» **INSTRUCTIONS FOR THE TASK**: Whatever appears in the records, write it out again exactly.
————
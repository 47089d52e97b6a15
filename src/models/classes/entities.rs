use serde::{Deserialize, Serialize};
use ts_rs::TS;

// 班级实体
#[derive(Debug, Clone, Serialize, Deserialize, TS)]
#[ts(export, export_to = "../frontend/src/types/generated/class.ts")]
pub struct Clazz {
    pub id: i64,
    pub class_name: String,
    /// 年级，如 "2023"
    pub grade: String,
    pub major: String,
    pub department: Option<String>,
}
————
» **WRITTEN ANSWER**:
repository 47089d52e97b6a15
filename src/models/classes/entities.rs
use serde::{Deserialize, Serialize};
use ts_rs::TS;

// 班级实体
#[derive(Debug, Clone, Serialize, Deserialize, TS)]
#[ts(export, export_to = "../frontend/src/types/generated/class.ts")]
pub struct Clazz {
    pub id: i64,
    pub class_name: String,
    /// 年级，如 "2023"
    pub grade: String,
    pub major: String,
    pub department: Option<String>,
}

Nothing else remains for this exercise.